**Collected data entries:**
■ ■ ■ ■
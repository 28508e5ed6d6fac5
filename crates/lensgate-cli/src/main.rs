//! `lensgate` -- CLI binary for the classification pipeline stages.
//!
//! Runs one stage per invocation, which is exactly how the external
//! orchestrator drives them: a single JSON envelope in (from `--input`
//! or stdin), a single success envelope out on stdout, non-zero exit
//! on any stage failure.
//!
//! - `lensgate fetch` -- Retrieve an object from storage and emit its
//!   base64 payload.
//! - `lensgate infer` -- Classify an encoded payload via a hosted
//!   endpoint.
//! - `lensgate gate` -- Pass or halt on the confidence threshold.

use std::io::Read;
use std::path::PathBuf;

use anyhow::Context;
use clap::{Parser, Subcommand};

use lensgate_stages::{FetchStage, GateStage, HttpInferenceEndpoint, HttpObjectStore, InferStage};
use lensgate_types::StageConfig;

/// lensgate classification pipeline CLI.
#[derive(Parser)]
#[command(name = "lensgate", about = "lensgate classification pipeline CLI", version)]
struct Cli {
    /// Enable verbose (debug-level) logging.
    #[arg(short, long, global = true)]
    verbose: bool,

    #[command(subcommand)]
    command: Commands,
}

/// Top-level subcommands, one per pipeline stage.
#[derive(Subcommand)]
enum Commands {
    /// Retrieve an object from storage and emit its base64 payload.
    Fetch(FetchArgs),

    /// Classify an encoded payload via a hosted inference endpoint.
    Infer(InferArgs),

    /// Pass or halt on the confidence threshold.
    Gate(GateArgs),
}

#[derive(clap::Args)]
struct FetchArgs {
    /// Base URL of the S3-compatible object store.
    #[arg(long)]
    store_url: String,

    /// Input envelope file (defaults to stdin).
    #[arg(short, long)]
    input: Option<PathBuf>,
}

#[derive(clap::Args)]
struct InferArgs {
    /// Base URL of the inference invocation API.
    #[arg(long)]
    endpoint_url: String,

    /// Default endpoint name (falls back to the LENSGATE_ENDPOINT
    /// environment variable).
    #[arg(long)]
    endpoint: Option<String>,

    /// Input envelope file (defaults to stdin).
    #[arg(short, long)]
    input: Option<PathBuf>,
}

#[derive(clap::Args)]
struct GateArgs {
    /// Input envelope file (defaults to stdin).
    #[arg(short, long)]
    input: Option<PathBuf>,
}

/// Read the input envelope from a file or stdin and parse it.
fn read_envelope<T: serde::de::DeserializeOwned>(input: Option<&PathBuf>) -> anyhow::Result<T> {
    let raw = match input {
        Some(path) => std::fs::read_to_string(path)
            .with_context(|| format!("reading input envelope from {}", path.display()))?,
        None => {
            let mut buf = String::new();
            std::io::stdin()
                .read_to_string(&mut buf)
                .context("reading input envelope from stdin")?;
            buf
        }
    };
    serde_json::from_str(&raw).context("parsing input envelope")
}

/// Print a success envelope to stdout.
fn print_envelope<T: serde::Serialize>(envelope: &T) -> anyhow::Result<()> {
    println!("{}", serde_json::to_string(envelope)?);
    Ok(())
}

fn init_tracing(verbose: bool) {
    use tracing_subscriber::EnvFilter;

    let default_level = if verbose { "debug" } else { "warn" };
    let filter = EnvFilter::try_from_default_env()
        .unwrap_or_else(|_| EnvFilter::new(default_level));
    tracing_subscriber::fmt()
        .with_env_filter(filter)
        .with_writer(std::io::stderr)
        .init();
}

#[tokio::main]
async fn main() -> anyhow::Result<()> {
    let cli = Cli::parse();
    init_tracing(cli.verbose);

    match cli.command {
        Commands::Fetch(args) => {
            let stage = FetchStage::new(HttpObjectStore::new(args.store_url));
            let envelope = stage.handle(read_envelope(args.input.as_ref())?).await?;
            print_envelope(&envelope)
        }
        Commands::Infer(args) => {
            let config = match args.endpoint {
                Some(endpoint) => StageConfig::with_endpoint(endpoint),
                None => StageConfig::from_env(),
            };
            let stage = InferStage::new(HttpInferenceEndpoint::new(args.endpoint_url), config);
            let envelope = stage.handle(read_envelope(args.input.as_ref())?).await?;
            print_envelope(&envelope)
        }
        Commands::Gate(args) => {
            let stage = GateStage::new();
            let envelope = stage.handle(read_envelope(args.input.as_ref())?)?;
            print_envelope(&envelope)
        }
    }
}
■ ■ ■ ■
**Exercise:** The answer is the lines above between the line holding "envelope to stdout." and the line holding "let stage = GateStage::new();", inclusive, each written out exactly, and no others.

**Written response:**
/// Print a success envelope to stdout.
fn print_envelope<T: serde::Serialize>(envelope: &T) -> anyhow::Result<()> {
    println!("{}", serde_json::to_string(envelope)?);
    Ok(())
}

fn init_tracing(verbose: bool) {
    use tracing_subscriber::EnvFilter;

    let default_level = if verbose { "debug" } else { "warn" };
    let filter = EnvFilter::try_from_default_env()
        .unwrap_or_else(|_| EnvFilter::new(default_level));
    tracing_subscriber::fmt()
        .with_env_filter(filter)
        .with_writer(std::io::stderr)
        .init();
}

#[tokio::main]
async fn main() -> anyhow::Result<()> {
    let cli = Cli::parse();
    init_tracing(cli.verbose);

    match cli.command {
        Commands::Fetch(args) => {
            let stage = FetchStage::new(HttpObjectStore::new(args.store_url));
            let envelope = stage.handle(read_envelope(args.input.as_ref())?).await?;
            print_envelope(&envelope)
        }
        Commands::Infer(args) => {
            let config = match args.endpoint {
                Some(endpoint) => StageConfig::with_endpoint(endpoint),
                None => StageConfig::from_env(),
            };
            let stage = InferStage::new(HttpInferenceEndpoint::new(args.endpoint_url), config);
            let envelope = stage.handle(read_envelope(args.input.as_ref())?).await?;
            print_envelope(&envelope)
        }
        Commands::Gate(args) => {
            let stage = GateStage::new();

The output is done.